BRIEF: Return, in their exact form, the lines that lie between the start of the data below and the line containing "the caller unchanged.", with both ends included.

········

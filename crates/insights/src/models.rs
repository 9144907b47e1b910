use serde::{Deserialize, Serialize};
use utoipa::ToSchema;

use health::models::{Recommendation, RiskFactor, RiskLevel};

/// Structured verdict produced by the model for the primary insights path.
/// A schema-conforming payload is passed through to the caller unchanged.
#[derive(Debug, Clone, PartialEq, Serialize, Deserialize, ToSchema)]
pub struct HealthInsights {
    pub risk_level: RiskLevel,
    /// Brief explanation of the risk level, one or two sentences.
    pub risk_explanation: String,
    pub risk_factors: Vec<RiskFactor>,
    pub recommendations: Vec<Recommendation>,
}

/// Free-text summary produced by the legacy wearable-metrics path. Lower
/// confidence than [`HealthInsights`]: when the model's reply cannot be
/// parsed, a generic fallback is substituted instead of failing.
#[derive(Debug, Clone, PartialEq, Serialize, Deserialize, ToSchema)]
pub struct AiSummary {
    pub summary: String,
    pub risk_level: RiskLevel,
    pub recommendations: Vec<String>,
}

/// Success envelope for the primary insights endpoint.
#[derive(Debug, Clone, Serialize, ToSchema)]
pub struct HealthInsightsResponse {
    pub success: bool,
    pub insights: HealthInsights,
}

impl From<HealthInsights> for HealthInsightsResponse {
    fn from(insights: HealthInsights) -> Self {
        Self {
            success: true,
            insights,
        }
    }
}

/// Success envelope for the legacy summary endpoint, flattened and camelCased
/// the way the original clients expect it.
#[derive(Debug, Clone, Serialize, ToSchema)]
#[serde(rename_all = "camelCase")]
pub struct AiSummaryResponse {
    pub success: bool,
    pub summary: String,
    pub risk_level: RiskLevel,
    pub recommendations: Vec<String>,
}

impl From<AiSummary> for AiSummaryResponse {
    fn from(summary: AiSummary) -> Self {
        Self {
            success: true,
            summary: summary.summary,
            risk_level: summary.risk_level,
            recommendations: summary.recommendations,
        }
    }
}
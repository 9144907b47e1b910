mod assessment;
mod environment;
mod hereditary;
mod vitals;

pub use assessment::{
    FactorStatus, Priority, Recommendation, RiskAssessment, RiskFactor, RiskLevel,
};
pub use environment::EnvironmentReading;
pub use hereditary::HereditaryRecord;
pub use vitals::VitalsReading;
use axum::{
    Json,
    extract::State,
    response::{IntoResponse, Response},
};
use health::dto::{HealthSnapshot, WearableMetrics};
use insights::{AiSummaryResponse, HealthInsightsResponse};

use crate::error::WebError;
use crate::state::AppState;

use super::services;

#[utoipa::path(
    post,
    path = "/api/insights/health",
    request_body = HealthSnapshot,
    responses(
        (status = 200, description = "Structured insights generated successfully", body = HealthInsightsResponse),
        (status = 402, description = "AI gateway quota exhausted"),
        (status = 429, description = "AI gateway rate limit exceeded"),
        (status = 500, description = "Configuration, transport, or model response failure")
    ),
    tag = "insights"
)]
pub async fn generate_health_insights(
    State(state): State<AppState>,
    Json(snapshot): Json<HealthSnapshot>,
) -> Result<Response, WebError> {
    let insights = services::generate_health_insights(&state, &snapshot).await?;

    Ok(Json(HealthInsightsResponse::from(insights)).into_response())
}

#[utoipa::path(
    post,
    path = "/api/insights/summary",
    request_body = WearableMetrics,
    responses(
        (status = 200, description = "Summary generated (possibly degraded to the generic fallback)", body = AiSummaryResponse),
        (status = 402, description = "AI gateway quota exhausted"),
        (status = 429, description = "AI gateway rate limit exceeded"),
        (status = 500, description = "Configuration, transport, or model response failure")
    ),
    tag = "insights"
)]
pub async fn generate_wearable_summary(
    State(state): State<AppState>,
    Json(metrics): Json<WearableMetrics>,
) -> Result<Response, WebError> {
    let summary = services::generate_wearable_summary(&state, &metrics).await?;

    Ok(Json(AiSummaryResponse::from(summary)).into_response())
}
use std::sync::Arc;

use insights::{InsightAggregator, InsightError};

use crate::error::WebError;

/// Shared application state. The aggregator is `None` when the gateway
/// credential was absent at startup; insight endpoints then fail with the
/// configuration error before any client exists, so no network call can be
/// attempted without a key.
#[derive(Clone)]
pub struct AppState {
    aggregator: Option<Arc<InsightAggregator>>,
}

impl AppState {
    pub fn new(aggregator: Option<Arc<InsightAggregator>>) -> Self {
        Self { aggregator }
    }

    pub fn aggregator(&self) -> Result<&InsightAggregator, WebError> {
        self.aggregator
            .as_deref()
            .ok_or(WebError::Insight(InsightError::MissingCredential))
    }
}

#[cfg(test)]
mod tests {
    use super::*;

    #[test]
    fn test_missing_aggregator_is_a_configuration_error() {
        let state = AppState::new(None);
        let err = state.aggregator().err().unwrap();
        assert!(matches!(
            err,
            WebError::Insight(InsightError::MissingCredential)
        ));
    }
}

········

RESULT FOR THIS TASK:
filename crates/insights/src/models.rs
repository 9144907b47e1b910
use serde::{Deserialize, Serialize};
use utoipa::ToSchema;

use health::models::{Recommendation, RiskFactor, RiskLevel};

/// Structured verdict produced by the model for the primary insights path.
/// A schema-conforming payload is passed through to the caller unchanged.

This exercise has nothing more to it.